Task brief: Look through the listing for the string "objects" and copy out every line that holds it.

[Start of Attachment]

#![no_main]

use std::time::Duration;

use arbitrary::Arbitrary;
use chartedit_history::{
    Action, EditorSession, GroupRecorder, HistoryConfig, ManualClock, Timeline, Tool,
};
use chartedit_model::{Bpm, Document, Entity, Fret, Note, Section};
use libfuzzer_sys::fuzz_target;

#[derive(Debug, Arbitrary)]
enum Op {
    PlaceNote { position: u16, fret: u8, sustain: u8 },
    PlaceBpm { position: u16, value: u16 },
    PlaceSection { position: u16, title: u8 },
    Erase { index: u8 },
    Sustain { index: u8, length: u8 },
    Undo,
    Redo,
    Wait { ms: u16 },
    SwitchTool,
}

#[derive(Debug, Arbitrary)]
struct Input {
    window_ms: u8,
    ops: Vec<Op>,
}

fn live(doc: &Document) -> Vec<Entity> {
    doc.song
        .sync_track()
        .iter()
        .chain(doc.song.events().iter())
        .chain(doc.chart.objects().iter())
        .cloned()
        .collect()
}

fn place(entity: Entity, session: &mut EditorSession, timeline: &mut Timeline<ManualClock>) {
    if session.document.contains(&entity) {
        return;
    }
    session.document.insert(entity.clone());
    let mut rec = GroupRecorder::new();
    rec.add(&entity);
    rec.commit(timeline);
}

fuzz_target!(|input: Input| {
    let clock = ManualClock::new();
    let config = HistoryConfig::default()
        .with_action_window(Duration::from_millis(u64::from(input.window_ms.max(1))));
    let mut timeline = Timeline::with_clock(config, clock.clone());
    let mut session = EditorSession::new(Document::new());

    for op in input.ops.iter().take(256) {
        match *op {
            Op::PlaceNote {
                position,
                fret,
                sustain,
            } => {
                let fret = Fret::ALL[usize::from(fret) % Fret::ALL.len()];
                let note = Note::new(u32::from(position), fret).with_sustain(u32::from(sustain));
                place(Entity::from(note), &mut session, &mut timeline);
            }
            Op::PlaceBpm { position, value } => {
                let bpm = Bpm {
                    position: u32::from(position),
                    value: u32::from(value),
                };
                place(Entity::from(bpm), &mut session, &mut timeline);
            }
            Op::PlaceSection { position, title } => {
                let section = Section {
                    position: u32::from(position),
                    title: format!("s{}", title % 4),
                };
                place(Entity::from(section), &mut session, &mut timeline);
            }
            Op::Erase { index } => {
                let live = live(&session.document);
                if let Some(target) = live.get(usize::from(index) % live.len().max(1)) {
                    session.document.remove(target);
                    timeline.insert_action(Action::delete(target));
                }
            }
            Op::Sustain { index, length } => {
                let notes: Vec<Note> = session
                    .document
                    .chart
                    .objects()
                    .iter()
                    .filter_map(Entity::as_note)
                    .cloned()
                    .collect();
                if let Some(note) = notes.get(usize::from(index) % notes.len().max(1)) {
                    let before = Entity::from(note.clone());
                    let length = match session.document.chart.next_note_after(note.position) {
                        Some(next) => u32::from(length).min(next.position - note.position),
                        None => u32::from(length),
                    };
                    let after = Entity::from(note.clone().with_sustain(length));
                    session.document.insert(after.clone());
                    let mut rec = GroupRecorder::new();
                    rec.modify_if_changed(&before, &after);
                    rec.commit(&mut timeline);
                }
            }
            Op::Undo => {
                let could = timeline.can_undo();
                assert_eq!(timeline.undo(&mut session), could);
            }
            Op::Redo => {
                let could = timeline.can_redo();
                assert_eq!(timeline.redo(&mut session), could);
            }
            Op::Wait { ms } => clock.advance(Duration::from_millis(u64::from(ms))),
            Op::SwitchTool => {
                session.tool = if session.tool == Tool::Note {
                    Tool::Cursor
                } else {
                    Tool::Note
                };
            }
        }

        assert_eq!(timeline.undo_depth() + timeline.redo_depth(), timeline.len());
        if let Some(point) = timeline.history_point() {
            assert!(point < timeline.len());
        }
    }

    // Walking the whole history back must land on the empty starting document.
    while timeline.undo(&mut session) {}
    assert!(
        session.document.is_empty(),
        "undo-all left {} entities",
        session.document.len()
    );
});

[End of Attachment]

Task output:
        .chain(doc.chart.objects().iter())
                    .objects()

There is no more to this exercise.